# 计算机代写|机器学习代写Machine Learning代考|ENGG3300 Probability Density Functions (PDFs)

## 计算机代写|机器学习代写Machine Learning代考|Probability Density Functions (PDFs)

In many cases, we wish to handle data that can be represented as a real-valued random variable, or a real-valued vector $\mathbf{x}=\left[x_1, x_2, \ldots, x_n\right]^T$. Most of the intuitions from discrete variables transfer directly to the continuous case, although there are some subtleties.
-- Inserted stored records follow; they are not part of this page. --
//! Text exports of decoded entries.
//!
//! All writers emit UTF-8, one entry per line, tab-separated.

use std::cmp::Reverse;
use std::io::{self, Write};
use log::debug;

use super::types::models::Entry;

/// Default weight written for every Rime phrase.
pub const DEFAULT_RIME_WEIGHT: u32 = 100;

/// Maps a word to a plain-text pronunciation.
///
/// The decoder never calls this. It is only consulted by [`write_rime`] when
/// the caller supplies one.
pub trait Transliterator {
    fn transliterate(&self, word: &str) -> Option<String>;
}

impl<F> Transliterator for F
where
    F: Fn(&str) -> Option<String>,
{
    fn transliterate(&self, word: &str) -> Option<String> {
        self(word)
    }
}

/// Sorts entries by descending frequency. Ties keep their decode order.
pub fn sort_by_frequency(entries: &mut [Entry]) {
    entries.sort_by_key(|entry| Reverse(entry.frequency));
}

/// Writes `word\tfrequency[\tpinyin]` lines and returns how many were written.
///
/// With `include_pinyin` the third column is always present, empty when the
/// entry has no pronunciation.
pub fn write_tsv<W: Write>(out: &mut W, entries: &[Entry], include_pinyin: bool) -> io::Result<usize> {
    for entry in entries {
        if include_pinyin {
            writeln!(out, "{}\t{}\t{}", entry.word, entry.frequency, entry.pinyin)?;
        } else {
            writeln!(out, "{}\t{}", entry.word, entry.frequency)?;
        }
    }
    out.flush()?;
    Ok(entries.len())
}

/// Outcome of a Rime export.
#[derive(Debug, Clone, Copy, Default, PartialEq, Eq)]
pub struct RimeSummary {
    pub written: usize,
    /// Entries dropped for lack of any pronunciation.
    pub skipped: usize,
}

/// Writes a Rime `custom_phrase.txt` table.
///
/// The pronunciation of each word comes from `transliterator` when it yields
/// one, otherwise from the pinyin embedded in the dictionary with whitespace
/// removed.
pub fn write_rime<W: Write>(
    out: &mut W,
    entries: &[Entry],
    transliterator: Option<&dyn Transliterator>,
    weight: u32,
) -> io::Result<RimeSummary> {
    writeln!(out, "# Rime custom phrases")?;
    writeln!(out, "# Imported from a Sogou Pinyin user dictionary")?;
    writeln!(out, "# Format: word\tpinyin\tweight")?;
    writeln!(out)?;

    let mut summary = RimeSummary::default();
    for entry in entries {
        let code = transliterator
            .and_then(|t| t.transliterate(&entry.word))
            .unwrap_or_else(|| entry.pinyin.split_whitespace().collect());
        if code.is_empty() {
            debug!("No pronunciation for '{}', skipping", entry.word);
            summary.skipped += 1;
            continue;
        }
        writeln!(out, "{}\t{}\t{}", entry.word, code, weight)?;
        summary.written += 1;
    }
    out.flush()?;
    Ok(summary)
}

/// Frequency statistics over a set of entries.
#[derive(Debug, Clone, Copy, PartialEq, Eq)]
pub struct FrequencyStats {
    pub count: usize,
    pub max: i16,
    pub min: i16,
    /// Mean rounded toward negative infinity.
    pub mean: i64,
}

impl FrequencyStats {
    /// Returns `None` for an empty slice.
    pub fn from_entries(entries: &[Entry]) -> Option<Self> {
        let max = entries.iter().map(|e| e.frequency).max()?;
        let min = entries.iter().map(|e| e.frequency).min()?;
        let sum: i64 = entries.iter().map(|e| i64::from(e.frequency)).sum();
        Some(Self {
            count: entries.len(),
            max,
            min,
            mean: sum.div_euclid(entries.len() as i64),
        })
    }
}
We describe the probabilities of a real-valued scalar variable $x$ with a Probability Density Function (PDF), written $p(x)$. Any real-valued function $p(x)$ that satisfies:
$$\begin{array}{rlr} p(x) & \geq 0 \quad \text { for all } x \ \int_{-\infty}^{\infty} p(x) d x & =1 \end{array}$$
is a valid PDF. I will use the convention of upper-case $P$ for discrete probabilities, and lower-case $p$ for PDFs.
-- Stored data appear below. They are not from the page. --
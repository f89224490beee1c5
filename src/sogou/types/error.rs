//! Custom error types for the sogou-dict-reader crate.

use thiserror::Error;

use super::models::MAGIC;

/// The fatal error type for all operations in this crate.
///
/// Only whole-file problems are represented here. A single malformed record
/// never produces an error; the decoder skips it.
#[derive(Debug, Error)]
pub enum SogouError {
    /// An error originating from I/O operations.
    #[error("I/O error: {0:?}")]
    Io(#[from] std::io::Error),

    /// The buffer cannot hold the fixed header.
    #[error("File too small to be a Sogou dictionary: {len} bytes (minimum {min})", min = super::models::MIN_FILE_SIZE)]
    TooSmall { len: usize },

    /// The first four bytes are not the `SGPU` signature.
    #[error("Invalid file signature: found {found:02x?}, expected {expected:02x?}", expected = MAGIC)]
    BadSignature { found: [u8; 4] },
}

/// A convenience `Result` type alias using the crate's `SogouError` type.
pub type Result<T> = std::result::Result<T, SogouError>;
//! # sogou-dict-reader
//!
//! A reader for Sogou Pinyin user-dictionary backups (`.bin`, signature `SGPU`).
//! Extracts `(word, frequency, pinyin)` entries and exports them as text.
//!
//! Malformed records are skipped; only a truncated header or a wrong
//! signature fails the whole file.
pub mod sogou;

// Re-export the main types for convenience
pub use sogou::{
    SogouReader,
    SogouError,
    Result,
    export::{self, FrequencyStats, RimeSummary, Transliterator},
    iter::EntryIterator,
    types::models::{
        DataRegion,
        Entry,
        IndexRegion,
        SogouHeader,
    },
};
With the PDF we can specify the probability that the random variable $x$ falls within a given range:
$$P\left(x_0 \leq x \leq x_1\right)=\int_{x_0}^{x_1} p(x) d x$$
This can be visualized by plotting the curve $p(x)$. Then, to determine the probability that $x$ falls within a range, we compute the area under the curve for that range.

The PDF can be thought of as the infinite limit of a discrete distribution, i.e., a discrete distribution with an infinite number of possible outcomes. Specifically, suppose we create a discrete distribution with $N$ possible outcomes, each corresponding to a range on the real number line. Then, suppose we increase $N$ towards infinity, so that each outcome shrinks to a single real number; a PDF is defined as the limiting case of this discrete distribution.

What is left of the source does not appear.